Die Ergebnisse sprechen nicht für eine breite Rückkehr zu starkem Wachstum am Frachtmarkt. GEODIS beobachtet in mehreren wichtigen Märkten weiterhin eine schwache Nachfrage im Straßentransport. C.H. Robinson beschreibt den nordamerikanischen Frachtzyklus nach wie vor als Talsohle. Auch Kuehne+Nagel verwies auf die verhaltene europäische Exporttätigkeit.

Die führenden Anbieter setzen daher andere Hebel ein, um ihre Ergebnisse zu verbessern. DSV profitiert vom Zusammenschluss mit Schenker.
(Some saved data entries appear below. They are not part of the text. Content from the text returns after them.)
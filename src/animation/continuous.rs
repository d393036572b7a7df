//! Continuous Animator
//!
//! Steady-state procedural motion of one scene, advanced once per visible
//! frame from the scene's [`ScrollProgress`]:
//!
//! - the managed group's position/rotation/scale chase a target interpolated
//!   between a `start` and an `end` configuration by scroll progress;
//! - a pulsing light breathes near the top of the page, holds its base level
//!   mid-page, and fades out past the midpoint;
//! - a moving light ping-pongs along one axis.
//!
//! The animator is a pure value object. It never touches a renderer; the
//! owning scene copies [`SceneFrame`] into whatever the renderer reads.

use glam::Vec3;
use serde::{Deserialize, Serialize};

use crate::animation::smoothing::damp;
use crate::errors::{Result, VitrineError};
use crate::scroll::ScrollProgress;

/// Position / rotation (Euler XYZ, radians) / scale of the managed group.
#[derive(Debug, Clone, Copy, PartialEq, Serialize, Deserialize)]
#[serde(default)]
pub struct AnimationTarget {
    pub position: Vec3,
    pub rotation: Vec3,
    pub scale: Vec3,
}

impl Default for AnimationTarget {
    fn default() -> Self {
        Self {
            position: Vec3::ZERO,
            rotation: Vec3::ZERO,
            scale: Vec3::ONE,
        }
    }
}

impl AnimationTarget {
    #[must_use]
    pub fn lerp(&self, other: &Self, t: f32) -> Self {
        Self {
            position: self.position.lerp(other.position, t),
            rotation: self.rotation.lerp(other.rotation, t),
            scale: self.scale.lerp(other.scale, t),
        }
    }

    /// One smoothing step toward `target`.
    #[must_use]
    pub fn damped_toward(&self, target: &Self, speed: f32, dt: f32) -> Self {
        Self {
            position: damp(self.position, target.position, speed, dt),
            rotation: damp(self.rotation, target.rotation, speed, dt),
            scale: damp(self.scale, target.scale, speed, dt),
        }
    }
}

/// Scroll-driven interpolation between two group configurations.
#[derive(Debug, Clone, Copy, PartialEq, Default, Serialize, Deserialize)]
#[serde(default)]
pub struct TransformRange {
    pub start: AnimationTarget,
    pub end: AnimationTarget,
}

impl TransformRange {
    /// Unclamped, so overshooting progress carries through.
    #[must_use]
    pub fn target_at(&self, progress: f32) -> AnimationTarget {
        self.start.lerp(&self.end, progress)
    }
}

#[derive(Debug, Clone, Copy, PartialEq, Serialize, Deserialize)]
#[serde(default)]
pub struct PulsingLightConfig {
    pub base: f32,
    /// Amplitude of the idle sine pulse.
    pub range: f32,
    /// Below this progress the page counts as "at the top".
    pub idle_threshold: f32,
    /// Past this progress the light fades linearly to zero at progress 1.
    pub fade_start: f32,
    /// Low-pass rate applied to the raw intensity target.
    pub smoothing: f32,
}

impl Default for PulsingLightConfig {
    fn default() -> Self {
        Self {
            base: 1.5,
            range: 0.5,
            idle_threshold: 0.01,
            fade_start: 0.5,
            smoothing: 3.0,
        }
    }
}

impl PulsingLightConfig {
    /// Raw (unsmoothed) intensity target.
    #[must_use]
    pub fn target(&self, progress: f32, elapsed: f32) -> f32 {
        if progress < self.idle_threshold {
            self.base + elapsed.sin() * self.range
        } else if progress > self.fade_start {
            let span = (1.0 - self.fade_start).max(f32::EPSILON);
            let fade = ((progress - self.fade_start) / span).clamp(0.0, 1.0);
            self.base * (1.0 - fade)
        } else {
            self.base
        }
    }
}

#[derive(Debug, Clone, Copy, PartialEq, Serialize, Deserialize)]
#[serde(default)]
pub struct MovingLightConfig {
    /// Distance travelled per frame tick.
    pub speed: f32,
    /// Travel is confined to `[-bound, +bound]`.
    pub bound: f32,
}

impl Default for MovingLightConfig {
    fn default() -> Self {
        Self {
            speed: 0.0375,
            bound: 10.0,
        }
    }
}

#[derive(Debug, Clone, Copy, PartialEq, Serialize, Deserialize)]
#[serde(default)]
pub struct AnimatorConfig {
    pub transform: TransformRange,
    /// Per-second correction rate of the group transform.
    pub follow_speed: f32,
    pub pulsing_light: Option<PulsingLightConfig>,
    pub moving_light: Option<MovingLightConfig>,
}

impl Default for AnimatorConfig {
    fn default() -> Self {
        Self {
            transform: TransformRange::default(),
            follow_speed: 4.0,
            pulsing_light: Some(PulsingLightConfig::default()),
            moving_light: Some(MovingLightConfig::default()),
        }
    }
}

impl AnimatorConfig {
    pub fn validate(&self) -> Result<()> {
        if !self.follow_speed.is_finite() || self.follow_speed < 0.0 {
            return Err(VitrineError::InvalidConfig {
                field: "animator.follow_speed",
                reason: format!("must be finite and non-negative, got {}", self.follow_speed),
            });
        }
        if let Some(pulse) = &self.pulsing_light {
            if pulse.idle_threshold > pulse.fade_start {
                return Err(VitrineError::InvalidConfig {
                    field: "animator.pulsing_light.idle_threshold",
                    reason: "must not exceed fade_start".to_string(),
                });
            }
            if pulse.fade_start.is_nan() || pulse.fade_start >= 1.0 {
                return Err(VitrineError::InvalidConfig {
                    field: "animator.pulsing_light.fade_start",
                    reason: format!("must be below 1, got {}", pulse.fade_start),
                });
            }
            if !pulse.smoothing.is_finite() || pulse.smoothing < 0.0 {
                return Err(VitrineError::InvalidConfig {
                    field: "animator.pulsing_light.smoothing",
                    reason: format!("must be finite and non-negative, got {}", pulse.smoothing),
                });
            }
        }
        if let Some(moving) = &self.moving_light {
            if moving.bound.is_nan() || moving.bound <= 0.0 {
                return Err(VitrineError::InvalidConfig {
                    field: "animator.moving_light.bound",
                    reason: format!("must be positive, got {}", moving.bound),
                });
            }
            if !moving.speed.is_finite() || moving.speed < 0.0 {
                return Err(VitrineError::InvalidConfig {
                    field: "animator.moving_light.speed",
                    reason: format!("must be finite and non-negative, got {}", moving.speed),
                });
            }
        }
        Ok(())
    }
}

/// Mutable light state of one scene.
#[derive(Debug, Clone, Copy, PartialEq)]
pub struct LightMotionState {
    pub current_intensity: f32,
    pub current_x: f32,
    pub moving_forward: bool,
}

impl Default for LightMotionState {
    fn default() -> Self {
        Self {
            current_intensity: 0.0,
            current_x: 0.0,
            moving_forward: true,
        }
    }
}

impl LightMotionState {
    /// One ping-pong tick. Direction flips on the tick that reaches a bound;
    /// the position is held at the bound on that tick.
    pub fn advance_moving_light(&mut self, config: &MovingLightConfig) {
        if self.moving_forward {
            self.current_x += config.speed;
            if self.current_x >= config.bound {
                self.current_x = config.bound;
                self.moving_forward = false;
            }
        } else {
            self.current_x -= config.speed;
            if self.current_x <= -config.bound {
                self.current_x = -config.bound;
                self.moving_forward = true;
            }
        }
    }
}

/// Output of one animator frame, read by the renderer.
#[derive(Debug, Clone, Copy, PartialEq)]
pub struct SceneFrame {
    pub transform: AnimationTarget,
    pub pulsing_intensity: Option<f32>,
    pub moving_light_x: Option<f32>,
}

#[derive(Debug, Clone)]
pub struct ContinuousAnimator {
    config: AnimatorConfig,
    current: AnimationTarget,
    lights: LightMotionState,
    scroll: ScrollProgress,
}

impl ContinuousAnimator {
    #[must_use]
    pub fn new(config: AnimatorConfig) -> Self {
        let lights = LightMotionState {
            current_intensity: config.pulsing_light.map_or(0.0, |p| p.base),
            ..LightMotionState::default()
        };
        Self {
            current: config.transform.target_at(0.0),
            config,
            lights,
            scroll: ScrollProgress::INITIAL,
        }
    }

    #[must_use]
    pub fn config(&self) -> &AnimatorConfig {
        &self.config
    }

    pub fn set_scroll(&mut self, scroll: ScrollProgress) {
        self.scroll = scroll;
    }

    #[must_use]
    pub fn scroll(&self) -> ScrollProgress {
        self.scroll
    }

    #[must_use]
    pub fn is_visible(&self) -> bool {
        self.scroll.in_view
    }

    #[must_use]
    pub fn lights(&self) -> &LightMotionState {
        &self.lights
    }

    #[must_use]
    pub fn current(&self) -> AnimationTarget {
        self.current
    }

    /// Takes over the group from wherever another animation left it, so the
    /// hand-off does not snap.
    pub fn sync_transform(&mut self, transform: AnimationTarget) {
        self.current = transform;
    }

    /// Advances one frame of `dt` seconds at clock time `elapsed`.
    ///
    /// Returns `None` and leaves all state untouched while the scene is not
    /// visible; motion resumes from the frozen values on return.
    pub fn tick(&mut self, dt: f32, elapsed: f32) -> Option<SceneFrame> {
        if !self.scroll.in_view {
            return None;
        }

        let progress = self.scroll.progress;
        let target = self.config.transform.target_at(progress);
        self.current = self
            .current
            .damped_toward(&target, self.config.follow_speed, dt);

        if let Some(pulse) = &self.config.pulsing_light {
            let raw = pulse.target(progress, elapsed);
            self.lights.current_intensity =
                damp(self.lights.current_intensity, raw, pulse.smoothing, dt);
        }

        if let Some(moving) = &self.config.moving_light {
            self.lights.advance_moving_light(moving);
        }

        Some(self.frame())
    }

    #[must_use]
    pub fn frame(&self) -> SceneFrame {
        SceneFrame {
            transform: self.current,
            pulsing_intensity: self
                .config
                .pulsing_light
                .map(|_| self.lights.current_intensity),
            moving_light_x: self.config.moving_light.map(|_| self.lights.current_x),
        }
    }
}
DHL setzt höhere Umsätze mithilfe von Kapazitäts- und Ertragsmanagement in ein deutlich schnelleres Gewinnwachstum um. Kuehne+Nagel profitiert vom starken Luftfrachtgeschäft und von Effizienzmaßnahmen, während C.H. Robinson stark auf Automatisierung und Produktivitätssteigerungen setzt.

Die wachsende Auftragspipeline von GXO und die von mehreren Konzernen gemeldeten Zuwächse in der Kontraktlogistik zeigen zugleich, dass Auslagerung, Automatisierung und spezialisierte Lieferkettendienstleistungen auch bei verhaltener Nachfrage nach klassischen Transportleistungen wichtige Wachstumsquellen bleiben.

Für Speditionen und Frachtführer außerhalb der großen Konzerne lautet die wichtigste Erkenntnis aus den Quartalszahlen deshalb nicht, dass eine klare Erholung der Transportmengen bevorsteht. Vielmehr verschärft sich der Wettbewerb um die Marge. Größe bleibt 2026 ein Vorteil – ebenso wichtig sind jedoch eine präzise Kapazitätssteuerung, automatisierte Prozesse und die Fähigkeit, Erträge konsequent zu sichern.